→ **EXERCISE**: How many lines in the records below contain "flush"? Reply with the number alone.
===== DATA EXCERPTS =====
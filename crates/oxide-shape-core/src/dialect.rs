//! SQL dialects.
//!
//! Builders produce generic SQL in which a few keywords are written as
//! placeholder tokens (`PRIMARY_KEY`, `AUTO_INCREMENT`, `NOT_NULL`). A single
//! substitution pass then rewrites those tokens for the target dialect.
//! The generic fallback leaves them in place.

use std::fmt;

/// Generic placeholder tokens and their SQLite and MySQL spellings.
const TOKENS: &[(&str, &str, &str)] = &[
    ("PRIMARY_KEY", "PRIMARY KEY", "PRIMARY KEY"),
    ("AUTO_INCREMENT", "AUTOINCREMENT", "AUTO_INCREMENT"),
    ("NOT_NULL", "NOT NULL", "NOT NULL"),
];

/// A supported SQL dialect.
#[derive(Debug, Clone, Copy, Default, PartialEq, Eq, Hash)]
pub enum Dialect {
    /// SQLite.
    Sqlite,
    /// MySQL.
    Mysql,
    /// Fallback for unrecognized drivers. Generic tokens are kept verbatim.
    #[default]
    Generic,
}

impl Dialect {
    /// Resolves a driver name: `sqlite`/`sqlite3`, `mysql`, anything else is
    /// [`Dialect::Generic`].
    #[must_use]
    pub fn from_name(name: &str) -> Self {
        match name.trim().to_ascii_lowercase().as_str() {
            "sqlite" | "sqlite3" => Self::Sqlite,
            "mysql" => Self::Mysql,
            _ => Self::Generic,
        }
    }

    /// Returns the name of the dialect.
    #[must_use]
    pub const fn name(self) -> &'static str {
        match self {
            Self::Sqlite => "sqlite",
            Self::Mysql => "mysql",
            Self::Generic => "generic",
        }
    }

    /// Returns the identifier quote character.
    #[must_use]
    pub const fn identifier_quote(self) -> char {
        match self {
            Self::Sqlite | Self::Mysql => '`',
            Self::Generic => '"',
        }
    }

    /// Quotes an identifier, doubling embedded quote characters.
    #[must_use]
    pub fn quote_identifier(self, name: &str) -> String {
        let quote = self.identifier_quote();
        let escaped = name.replace(quote, &format!("{quote}{quote}"));
        format!("{quote}{escaped}{quote}")
    }

    /// Column type written for a declared type.
    ///
    /// SQLite only accepts `AUTOINCREMENT` on a column typed exactly
    /// `INTEGER`.
    #[must_use]
    pub fn column_type(self, declared: &str, auto_increment: bool) -> &str {
        if auto_increment && self == Self::Sqlite {
            "INTEGER"
        } else {
            declared
        }
    }

    /// `LIMIT` value meaning "no limit", for an `OFFSET` without a limit.
    ///
    /// `None` if the dialect accepts a bare `OFFSET`.
    #[must_use]
    pub const fn unbounded_limit(self) -> Option<&'static str> {
        match self {
            Self::Sqlite => Some("-1"),
            Self::Mysql => Some("18446744073709551615"),
            Self::Generic => None,
        }
    }

    /// Keyword replacing a generic token, or `None` if the token is unknown
    /// or the dialect keeps it.
    #[must_use]
    pub fn keyword(self, token: &str) -> Option<&'static str> {
        let &(_, sqlite, mysql) = TOKENS.iter().find(|(generic, _, _)| *generic == token)?;
        match self {
            Self::Sqlite => Some(sqlite),
            Self::Mysql => Some(mysql),
            Self::Generic => None,
        }
    }

    /// Replaces whole-word generic tokens outside quoted regions.
    #[must_use]
    pub fn substitute(self, sql: &str) -> String {
        if self == Self::Generic {
            return String::from(sql);
        }

        let mut out = String::with_capacity(sql.len());
        let mut quote: Option<char> = None;
        let mut word = String::new();

        for c in sql.chars() {
            if quote.is_none() && (c.is_ascii_alphanumeric() || c == '_') {
                word.push(c);
                continue;
            }
            self.flush(&mut word, &mut out);
            match quote {
                Some(q) if q == c => quote = None,
                None if matches!(c, '\'' | '"' | '`') => quote = Some(c),
                _ => {}
            }
            out.push(c);
        }
        self.flush(&mut word, &mut out);
        out
    }

    fn flush(self, word: &mut String, out: &mut String) {
        if word.is_empty() {
            return;
        }
        out.push_str(self.keyword(word).unwrap_or(word.as_str()));
        word.clear();
    }
}

impl fmt::Display for Dialect {
    fn fmt(&self, f: &mut fmt::Formatter<'_>) -> fmt::Result {
        f.write_str(self.name())
    }
}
=====
→ **EXERCISE SOLUTION**: 3